I think you are saying that the output low pass caps increase the ultrasonic noise? if you are seeing that I would suspect an error in the application somewhere. My concern is that anything that demands a lot of transient current on a system (which this does) will stress the inner circuits a lot. I would rather see inductive filters in series to reduce the transient current demand.

I suppose one should see on a scope quite well some frequency components even if is about ultrasonic frequencies, as no matter which frequency level it may be...
I do not say something about ultrasonic. These noises to be seen here increasing and modify its shapes, are in hundreds of khz domain, with components in Mhz... I can not see so far what it may be the impact of such high frequencies for the audio domain. Quite confusing, I may say. Overall, I did not have a good experience when placed these caps over the phases output of a Sabre chip... But it work very well for PCM1792.
 
Do we know the ears attenuation curve upon 20 khz for young being human?
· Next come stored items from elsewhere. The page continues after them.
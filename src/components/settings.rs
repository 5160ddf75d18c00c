use web_sys::{HtmlInputElement, HtmlSelectElement};
use yew::prelude::*;

use crate::models::{Endpoints, FontSize, GenerationConfig, ImageSize, Theme, UiPreferences};

#[derive(Properties, PartialEq, Clone)]
pub struct SettingsProps {
    pub generation: GenerationConfig,
    pub preferences: UiPreferences,
    pub endpoints: Endpoints,
    pub on_generation: Callback<GenerationConfig>,
    pub on_preferences: Callback<UiPreferences>,
    pub on_endpoints: Callback<Endpoints>,
    pub on_reset: Callback<()>,
    pub on_clear_chats: Callback<()>,
}

/// Range input wired to one numeric field of the generation config.
fn slider(
    label: &str,
    value: f64,
    (min, max, step): (f64, f64, f64),
    config: GenerationConfig,
    on_change: &Callback<GenerationConfig>,
    apply: fn(&mut GenerationConfig, f64),
) -> Html {
    let on_change = on_change.clone();
    let oninput = Callback::from(move |e: InputEvent| {
        let input: HtmlInputElement = e.target_unchecked_into();
        if let Ok(parsed) = input.value().parse::<f64>() {
            let mut next = config;
            apply(&mut next, parsed);
            on_change.emit(next);
        }
    });

    html! {
        <div>
            <label class="form-label">{ format!("{}: {}", label, value) }</label>
            <input
                class="form-input"
                type="range"
                min={min.to_string()}
                max={max.to_string()}
                step={step.to_string()}
                value={value.to_string()}
                {oninput}
            />
        </div>
    }
}

#[function_component(SettingsPanel)]
pub fn settings_panel(props: &SettingsProps) -> Html {
    let prefs = props.preferences;
    let config = props.generation;

    let on_theme = |theme: Theme| {
        let cb = props.on_preferences.clone();
        Callback::from(move |_| cb.emit(UiPreferences { theme, ..prefs }))
    };

    let on_image_size = {
        let cb = props.on_preferences.clone();
        Callback::from(move |e: Event| {
            let select: HtmlSelectElement = e.target_unchecked_into();
            if let Some(size) = ImageSize::ALL.iter().find(|s| s.label() == select.value()) {
                cb.emit(UiPreferences { image_size: *size, ..prefs });
            }
        })
    };

    let on_font_size = |font_size: FontSize| {
        let cb = props.on_preferences.clone();
        Callback::from(move |_| cb.emit(UiPreferences { font_size, ..prefs }))
    };

    let on_auto_scroll = {
        let cb = props.on_preferences.clone();
        Callback::from(move |e: Event| {
            let input: HtmlInputElement = e.target_unchecked_into();
            cb.emit(UiPreferences { auto_scroll: input.checked(), ..prefs });
        })
    };

    let on_text_url = {
        let cb = props.on_endpoints.clone();
        let endpoints = props.endpoints.clone();
        Callback::from(move |e: Event| {
            let input: HtmlInputElement = e.target_unchecked_into();
            cb.emit(Endpoints { text_base_url: input.value(), ..endpoints.clone() });
        })
    };

    let on_image_url = {
        let cb = props.on_endpoints.clone();
        let endpoints = props.endpoints.clone();
        Callback::from(move |e: Event| {
            let input: HtmlInputElement = e.target_unchecked_into();
            cb.emit(Endpoints { image_base_url: input.value(), ..endpoints.clone() });
        })
    };

    let css = r#"
        .settings-section { margin-bottom: 18px; }
        .settings-section h4 { margin: 0 0 8px 0; font-size: 0.9rem; }
        .choice-row { display: flex; gap: 6px; }
        .choice-row .btn { flex: 1; padding: 6px; text-transform: capitalize; }
        .choice-row .btn.chosen { border-color: var(--accent-color); color: var(--accent-color); }
        .actions { margin-top: 10px; display: flex; flex-direction: column; gap: 8px; }
    "#;

    html! {
        <>
            <style>{ css }</style>

            <div class="settings-section">
                <h4>{ "Appearance" }</h4>
                <div class="choice-row" style="margin-bottom: 10px;">
                    <button class={classes!("btn", (prefs.theme == Theme::Light).then(|| "chosen"))} onclick={on_theme(Theme::Light)}>{ "Light" }</button>
                    <button class={classes!("btn", (prefs.theme == Theme::Dark).then(|| "chosen"))} onclick={on_theme(Theme::Dark)}>{ "Dark" }</button>
                </div>
                <label class="form-label">{ "Text Size" }</label>
                <div class="choice-row" style="margin-bottom: 10px;">
                    { for FontSize::ALL.iter().map(|size| html! {
                        <button class={classes!("btn", (prefs.font_size == *size).then(|| "chosen"))} onclick={on_font_size(*size)}>
                            { size.label() }
                        </button>
                    }) }
                </div>
                <label style="display: flex; gap: 8px; align-items: center; cursor: pointer; font-size: 0.9rem;">
                    <input type="checkbox" checked={prefs.auto_scroll} onchange={on_auto_scroll}/>
                    { "Auto-scroll to new messages" }
                </label>
            </div>

            <div class="settings-section">
                <h4>{ "Image Generation Size" }</h4>
                <select class="form-select" onchange={on_image_size}>
                    { for ImageSize::ALL.iter().map(|size| html! {
                        <option value={size.label()} selected={*size == prefs.image_size}>{ size.label() }</option>
                    }) }
                </select>
            </div>

            <div class="settings-section">
                <h4>{ "AI Parameters" }</h4>
                { slider("Temperature", config.temperature as f64, (0.0, 1.0, 0.1), config, &props.on_generation, |c, v| c.temperature = v as f32) }
                { slider("Max Tokens", config.max_tokens as f64, (GenerationConfig::MIN_TOKENS as f64, GenerationConfig::MAX_TOKENS as f64, 256.0), config, &props.on_generation, |c, v| c.max_tokens = v as u32) }
                { slider("Top P", config.top_p as f64, (0.0, 1.0, 0.05), config, &props.on_generation, |c, v| c.top_p = v as f32) }
                { slider("Frequency Penalty", config.frequency_penalty as f64, (-2.0, 2.0, 0.1), config, &props.on_generation, |c, v| c.frequency_penalty = v as f32) }
                { slider("Presence Penalty", config.presence_penalty as f64, (-2.0, 2.0, 0.1), config, &props.on_generation, |c, v| c.presence_penalty = v as f32) }
            </div>

            <div class="settings-section">
                <h4>{ "Endpoints" }</h4>
                <label class="form-label">{ "Text API URL" }</label>
                <input class="form-input" type="text" value={props.endpoints.text_base_url.clone()} onchange={on_text_url} />
                <label class="form-label">{ "Image API URL" }</label>
                <input class="form-input" type="text" value={props.endpoints.image_base_url.clone()} onchange={on_image_url} />
            </div>

            <div class="actions">
                <hr style="width: 100%; border: 0; border-top: 1px solid var(--border-color);" />
                <button class="btn btn-danger" onclick={props.on_clear_chats.reform(|_| ())}>{ "Delete All Chats" }</button>
                <button class="btn" onclick={props.on_reset.reform(|_| ())}>{ "Reset Settings" }</button>
            </div>
        </>
    }
}
use log::{error, info};
use std::rc::Rc;
use yew::Reducible;

use crate::models::{
    Conversation, Endpoints, FontSize, GenerationConfig, ImageSize, Message, PromptTemplate, Theme,
    UiPreferences, UploadedFile,
};
use crate::registry;
use crate::services::conversations::ConversationStore;
use crate::services::dispatcher::{DispatchRequest, Reply};
use crate::services::storage::{
    KeyValueStore, KEY_AUTO_SCROLL, KEY_ENDPOINTS, KEY_FONT_SIZE, KEY_GENERATION_CONFIG,
    KEY_IMAGE_SIZE, KEY_SELECTED_MODEL, KEY_THEME,
};
use crate::services::templates::TemplateStore;

/// Keys cleared by a settings reset; their absence loads the defaults.
const SETTINGS_KEYS: [&str; 6] = [
    KEY_GENERATION_CONFIG,
    KEY_ENDPOINTS,
    KEY_THEME,
    KEY_IMAGE_SIZE,
    KEY_AUTO_SCROLL,
    KEY_FONT_SIZE,
];

pub enum ChatAction {
    NewConversation,
    SelectConversation(String),
    DeleteConversation(String),
    ClearConversation(String),
    ClearAllConversations,
    ChangeModel(String),
    ApplyTemplate(PromptTemplate),
    DiscardTemplate,
    SaveTemplate(PromptTemplate),
    DeleteTemplate(String),
    AttachFile(UploadedFile),
    DetachFile,
    UpdateGenerationConfig(GenerationConfig),
    UpdatePreferences(UiPreferences),
    UpdateEndpoints(Endpoints),
    ResetSettings,
    SubmitStarted { conversation_id: String, message: Message },
    SubmitFinished { conversation_id: String, reply: Reply },
}

/// Application state owned by the root component. Each field that outlives
/// the session is written to storage as soon as it changes.
#[derive(Clone, PartialEq, Debug)]
pub struct ChatState<S> {
    pub conversations: ConversationStore<S>,
    pub templates: TemplateStore<S>,
    pub uploaded_file: Option<UploadedFile>,
    pub generation: GenerationConfig,
    pub preferences: UiPreferences,
    pub endpoints: Endpoints,
    pub busy: bool,
    storage: S,
}

impl<S: KeyValueStore + Clone> ChatState<S> {
    pub fn load(storage: S) -> Self {
        let selected_model: Option<String> = storage.load_or_warn(KEY_SELECTED_MODEL);
        let default_model = selected_model
            .as_deref()
            .and_then(registry::find_model)
            .unwrap_or_else(registry::default_model);

        let generation = storage
            .load_or_warn::<GenerationConfig>(KEY_GENERATION_CONFIG)
            .unwrap_or_default()
            .clamped();

        let defaults = UiPreferences::default();
        let preferences = UiPreferences {
            theme: storage.load_or_warn::<Theme>(KEY_THEME).unwrap_or(defaults.theme),
            image_size: storage
                .load_or_warn::<ImageSize>(KEY_IMAGE_SIZE)
                .unwrap_or(defaults.image_size),
            auto_scroll: storage
                .load_or_warn::<bool>(KEY_AUTO_SCROLL)
                .unwrap_or(defaults.auto_scroll),
            font_size: storage
                .load_or_warn::<FontSize>(KEY_FONT_SIZE)
                .unwrap_or(defaults.font_size),
        };

        Self {
            conversations: ConversationStore::load(storage.clone(), default_model.id),
            templates: TemplateStore::load(storage.clone()),
            uploaded_file: None,
            generation,
            preferences,
            endpoints: storage.load_or_warn(KEY_ENDPOINTS).unwrap_or_default(),
            busy: false,
            storage,
        }
    }

    pub fn active_conversation(&self) -> &Conversation {
        self.conversations.active()
    }

    pub fn pending_template(&self) -> Option<&PromptTemplate> {
        self.templates.pending()
    }

    /// Snapshot for one send. `None` while a request is in flight, or when
    /// there is neither input nor a pending template.
    pub fn prepare_send(&self, input: &str) -> Option<DispatchRequest> {
        if self.busy || (input.trim().is_empty() && self.templates.pending().is_none()) {
            return None;
        }
        let conversation = self.conversations.active();
        Some(DispatchRequest {
            conversation_id: conversation.id.clone(),
            input: input.to_string(),
            model_id: registry::resolve_model(&conversation.model_id).id.to_string(),
            template: self.templates.pending().cloned(),
            upload: self.uploaded_file.clone(),
            config: self.generation,
            image_size: self.preferences.image_size,
        })
    }

    pub fn apply(&mut self, action: ChatAction) {
        match action {
            ChatAction::NewConversation => {
                self.conversations.create_conversation();
            }
            ChatAction::SelectConversation(id) => self.conversations.select_conversation(&id),
            ChatAction::DeleteConversation(id) => self.conversations.delete_conversation(&id),
            ChatAction::ClearConversation(id) => self.conversations.clear_conversation(&id),
            ChatAction::ClearAllConversations => self.conversations.clear_all(),
            ChatAction::ChangeModel(model_id) => {
                if registry::find_model(&model_id).is_some() {
                    let active = self.conversations.active_id().to_string();
                    self.conversations.set_model(&active, &model_id);
                    self.storage.save_or_log(KEY_SELECTED_MODEL, &model_id);
                }
            }
            ChatAction::ApplyTemplate(template) => self.templates.apply_template(template),
            ChatAction::DiscardTemplate => {
                self.templates.take_pending();
            }
            ChatAction::SaveTemplate(template) => self.templates.upsert(template),
            ChatAction::DeleteTemplate(id) => self.templates.delete(&id),
            ChatAction::AttachFile(file) => self.uploaded_file = Some(file),
            ChatAction::DetachFile => self.uploaded_file = None,
            ChatAction::UpdateGenerationConfig(config) => {
                self.generation = config.clamped();
                self.storage.save_or_log(KEY_GENERATION_CONFIG, &self.generation);
            }
            ChatAction::UpdatePreferences(preferences) => self.set_preferences(preferences),
            ChatAction::UpdateEndpoints(endpoints) => {
                self.storage.save_or_log(KEY_ENDPOINTS, &endpoints);
                self.endpoints = endpoints;
            }
            ChatAction::ResetSettings => {
                info!("restoring default settings");
                self.generation = GenerationConfig::default();
                self.endpoints = Endpoints::default();
                self.preferences = UiPreferences::default();
                for key in SETTINGS_KEYS {
                    if let Err(e) = self.storage.remove_item(key) {
                        error!("failed to clear `{}`: {}", key, e);
                    }
                }
            }
            ChatAction::SubmitStarted {
                conversation_id,
                message,
            } => {
                // The request snapshot already holds these; anything applied
                // while it runs belongs to the next send.
                self.templates.take_pending();
                self.uploaded_file = None;
                self.busy = true;
                self.conversations.append_message(&conversation_id, message);
            }
            ChatAction::SubmitFinished {
                conversation_id,
                reply,
            } => {
                self.conversations
                    .append_message(&conversation_id, reply.message);
                if reply.succeeded {
                    self.conversations.name_from_exchange(&conversation_id);
                }
                self.busy = false;
            }
        }
    }

    fn set_preferences(&mut self, preferences: UiPreferences) {
        let UiPreferences {
            theme,
            image_size,
            auto_scroll,
            font_size,
        } = preferences;
        self.storage.save_or_log(KEY_THEME, &theme);
        self.storage.save_or_log(KEY_IMAGE_SIZE, &image_size);
        self.storage.save_or_log(KEY_AUTO_SCROLL, &auto_scroll);
        self.storage.save_or_log(KEY_FONT_SIZE, &font_size);
        self.preferences = preferences;
    }
}

/// Holds a send slot from submit until the reply lands. The reducer's busy
/// flag only reaches callbacks after a re-render, so two quick submits would
/// both see it unset.
#[derive(Default, Debug)]
pub struct SendLatch {
    in_flight: bool,
}

impl SendLatch {
    pub fn try_acquire(&mut self) -> bool {
        if self.in_flight {
            return false;
        }
        self.in_flight = true;
        true
    }

    pub fn release(&mut self) {
        self.in_flight = false;
    }
}

impl<S: KeyValueStore + Clone> Reducible for ChatState<S> {
    type Action = ChatAction;

    fn reduce(self: Rc<Self>, action: Self::Action) -> Rc<Self> {
        let mut next = (*self).clone();
        next.apply(action);
        Rc::new(next)
    }
}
Let say at +30 db upon 0 DB silence... After 20 khz are we able to hear (low level volume) high harmonics which can be important (some row are dissonant, overs not... not just odd or not!)

Taking the notes after the two first octaves, how much harmonics rows are really involved with which attenuation ???

With digital devices I would like to understand what is the most important between the slope of the roll off in the highs with something near a 48 K hz or the microphonics for final sound quality....

If oversampling and no attenuation maid in the ears band, when are beginning these ultrasonics frequencies tou talk about ?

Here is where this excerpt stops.